Collection entries:
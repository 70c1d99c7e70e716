//! Weapon definitions and per-level upgrade tables.

use serde::{Deserialize, Serialize};

/// All purchasable weapons
#[derive(Debug, Clone, Copy, PartialEq, Eq, Hash, Serialize, Deserialize)]
pub enum WeaponKind {
    Pistol,
    Shotgun,
    Smg,
    RocketLauncher,
    LaserBeam,
    Ricochet,
    WaveGun,
    BurstRifle,
    OrbitalCannon,
    NovaBurst,
    ChainLightning,
    Boomerang,
    GravityWell,
}

impl WeaponKind {
    pub const ALL: [WeaponKind; 13] = [
        WeaponKind::Pistol,
        WeaponKind::Shotgun,
        WeaponKind::Smg,
        WeaponKind::RocketLauncher,
        WeaponKind::LaserBeam,
        WeaponKind::Ricochet,
        WeaponKind::WaveGun,
        WeaponKind::BurstRifle,
        WeaponKind::OrbitalCannon,
        WeaponKind::NovaBurst,
        WeaponKind::ChainLightning,
        WeaponKind::Boomerang,
        WeaponKind::GravityWell,
    ];
}

/// Discrete trait unlocked or scaled by weapon level
#[derive(Debug, Clone, Copy, PartialEq, Eq, Serialize, Deserialize)]
pub enum WeaponSpecial {
    /// Pistol: +5px auto-aim radius per level
    Accuracy,
    /// Shotgun: 15% tighter cone per level
    TighterSpread,
    /// SMG: pierces at level 3+
    Penetration,
    /// Rocket launcher: two rockets at level 4
    MultiRocket,
    /// Laser: wider beam visual per level
    BeamWidth,
    /// Ricochet: flagged for smart targeting
    SmartBounce,
    /// Wave gun: more oscillations
    Frequency,
    /// Burst rifle: 25% tighter grouping per level
    Precision,
    /// Orbital cannon: spiral pattern at level 3+
    Spiral,
    /// Nova burst: explosive rounds at level 4
    ExplosiveNova,
    /// Chain lightning: forks at level 4
    Fork,
    /// Boomerang: 30% faster return per level
    ReturnSpeed,
    /// Gravity well: damage over time at level 3+
    WellDamage,
}

/// Chain lightning parameters
#[derive(Debug, Clone, Copy, Serialize, Deserialize)]
pub struct ChainParams {
    pub jumps: u32,
    pub range: f32,
    pub damage_decay: f32,
}

/// Gravity well parameters
#[derive(Debug, Clone, Copy, Serialize, Deserialize)]
pub struct WellParams {
    pub duration: f32,
    pub radius: f32,
    pub strength: f32,
    /// Outbound travel time before the orb anchors
    pub travel_time: f32,
}

/// Static definition of one weapon
#[derive(Debug, Clone, Serialize, Deserialize)]
pub struct WeaponDef {
    pub cost: u32,
    /// Base shots per second, multiplied by the player's fire-rate stat
    pub fire_rate: f32,
    /// Multiplier of the player's damage stat
    pub damage_multiplier: f32,
    pub projectile_count: u32,
    /// Cone width in radians (fan or random jitter depending on weapon)
    pub spread: f32,
    pub piercing: bool,
    pub max_bounces: u32,
    pub aoe_radius: f32,
    /// Burst weapons: seconds between shots inside one burst
    pub burst_delay: f32,
    pub chain: Option<ChainParams>,
    pub boomerang_distance: f32,
    pub well: Option<WellParams>,
}

impl Default for WeaponDef {
    fn default() -> Self {
        Self {
            cost: 25,
            fire_rate: 1.0,
            damage_multiplier: 1.0,
            projectile_count: 1,
            spread: 0.0,
            piercing: false,
            max_bounces: 0,
            aoe_radius: 0.0,
            burst_delay: 0.0,
            chain: None,
            boomerang_distance: 0.0,
            well: None,
        }
    }
}

/// Per-level upgrade deltas, applied as `base + delta * (level - 1)`
#[derive(Debug, Clone, Default, Serialize, Deserialize)]
pub struct WeaponUpgrade {
    pub damage: f32,
    pub projectile_count: f32,
    pub aoe_radius: f32,
    pub bounces: u32,
    pub chain_jumps: u32,
    pub chain_range: f32,
    pub boomerang_distance: f32,
    pub special: Option<WeaponSpecial>,
}

pub(super) fn default_defs() -> Vec<(WeaponKind, WeaponDef, WeaponUpgrade)> {
    use std::f32::consts::PI;
    use WeaponKind::*;
    vec![
        (
            Pistol,
            WeaponDef { cost: 25, fire_rate: 1.0, damage_multiplier: 1.0, ..Default::default() },
            WeaponUpgrade { damage: 0.25, special: Some(WeaponSpecial::Accuracy), ..Default::default() },
        ),
        (
            Shotgun,
            WeaponDef {
                cost: 50,
                fire_rate: 0.2,
                damage_multiplier: 3.0,
                projectile_count: 4,
                spread: PI / 4.0,
                piercing: true,
                ..Default::default()
            },
            WeaponUpgrade {
                damage: 0.2,
                projectile_count: 1.0,
                special: Some(WeaponSpecial::TighterSpread),
                ..Default::default()
            },
        ),
        (
            Smg,
            WeaponDef {
                cost: 120,
                fire_rate: 8.0,
                damage_multiplier: 0.25,
                spread: PI / 12.0,
                ..Default::default()
            },
            WeaponUpgrade { damage: 0.15, special: Some(WeaponSpecial::Penetration), ..Default::default() },
        ),
        (
            RocketLauncher,
            WeaponDef {
                cost: 500,
                fire_rate: 0.19,
                damage_multiplier: 15.0,
                aoe_radius: 100.0,
                ..Default::default()
            },
            WeaponUpgrade {
                damage: 0.3,
                aoe_radius: 15.0,
                special: Some(WeaponSpecial::MultiRocket),
                ..Default::default()
            },
        ),
        (
            LaserBeam,
            WeaponDef { cost: 300, fire_rate: 40.0, damage_multiplier: 0.1, piercing: true, ..Default::default() },
            WeaponUpgrade { damage: 0.2, special: Some(WeaponSpecial::BeamWidth), ..Default::default() },
        ),
        (
            Ricochet,
            WeaponDef { cost: 175, fire_rate: 2.0, damage_multiplier: 1.2, max_bounces: 7, ..Default::default() },
            WeaponUpgrade {
                damage: 0.15,
                bounces: 2,
                special: Some(WeaponSpecial::SmartBounce),
                ..Default::default()
            },
        ),
        (
            WaveGun,
            WeaponDef {
                cost: 180,
                fire_rate: 1.5,
                damage_multiplier: 2.25,
                projectile_count: 3,
                piercing: true,
                ..Default::default()
            },
            WeaponUpgrade { special: Some(WeaponSpecial::Frequency), ..Default::default() },
        ),
        (
            BurstRifle,
            WeaponDef {
                cost: 125,
                fire_rate: 1.2,
                damage_multiplier: 3.5,
                projectile_count: 3,
                spread: PI / 24.0,
                burst_delay: 0.08,
                ..Default::default()
            },
            WeaponUpgrade { damage: 0.2, special: Some(WeaponSpecial::Precision), ..Default::default() },
        ),
        (
            OrbitalCannon,
            WeaponDef {
                cost: 400,
                fire_rate: 0.5,
                damage_multiplier: 8.5,
                projectile_count: 8,
                spread: PI * 2.0,
                ..Default::default()
            },
            WeaponUpgrade { damage: 0.15, special: Some(WeaponSpecial::Spiral), ..Default::default() },
        ),
        (
            NovaBurst,
            WeaponDef {
                cost: 300,
                fire_rate: 1.2,
                damage_multiplier: 1.5,
                projectile_count: 10,
                spread: PI * 2.0,
                piercing: true,
                ..Default::default()
            },
            WeaponUpgrade { damage: 0.1, special: Some(WeaponSpecial::ExplosiveNova), ..Default::default() },
        ),
        (
            ChainLightning,
            WeaponDef {
                cost: 2000,
                fire_rate: 1.8,
                damage_multiplier: 2.4,
                chain: Some(ChainParams { jumps: 3, range: 60.0, damage_decay: 0.75 }),
                ..Default::default()
            },
            WeaponUpgrade {
                chain_jumps: 1,
                chain_range: 20.0,
                special: Some(WeaponSpecial::Fork),
                ..Default::default()
            },
        ),
        (
            Boomerang,
            WeaponDef {
                cost: 65,
                fire_rate: 0.7,
                damage_multiplier: 2.2,
                boomerang_distance: 200.0,
                ..Default::default()
            },
            WeaponUpgrade {
                boomerang_distance: 50.0,
                special: Some(WeaponSpecial::ReturnSpeed),
                ..Default::default()
            },
        ),
        (
            GravityWell,
            WeaponDef {
                cost: 800,
                fire_rate: 0.5,
                damage_multiplier: 0.0,
                well: Some(WellParams {
                    duration: 4.0,
                    radius: 120.0,
                    strength: 200.0,
                    travel_time: 1.0,
                }),
                ..Default::default()
            },
            WeaponUpgrade { special: Some(WeaponSpecial::WellDamage), ..Default::default() },
        ),
    ]
}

What to work on
Look through the data above. Each line containing the word "derive" needs to be copied.

Response below
#[derive(Debug, Clone, Copy, PartialEq, Eq, Hash, Serialize, Deserialize)]
#[derive(Debug, Clone, Copy, PartialEq, Eq, Serialize, Deserialize)]
#[derive(Debug, Clone, Copy, Serialize, Deserialize)]
#[derive(Debug, Clone, Copy, Serialize, Deserialize)]
#[derive(Debug, Clone, Serialize, Deserialize)]
#[derive(Debug, Clone, Default, Serialize, Deserialize)]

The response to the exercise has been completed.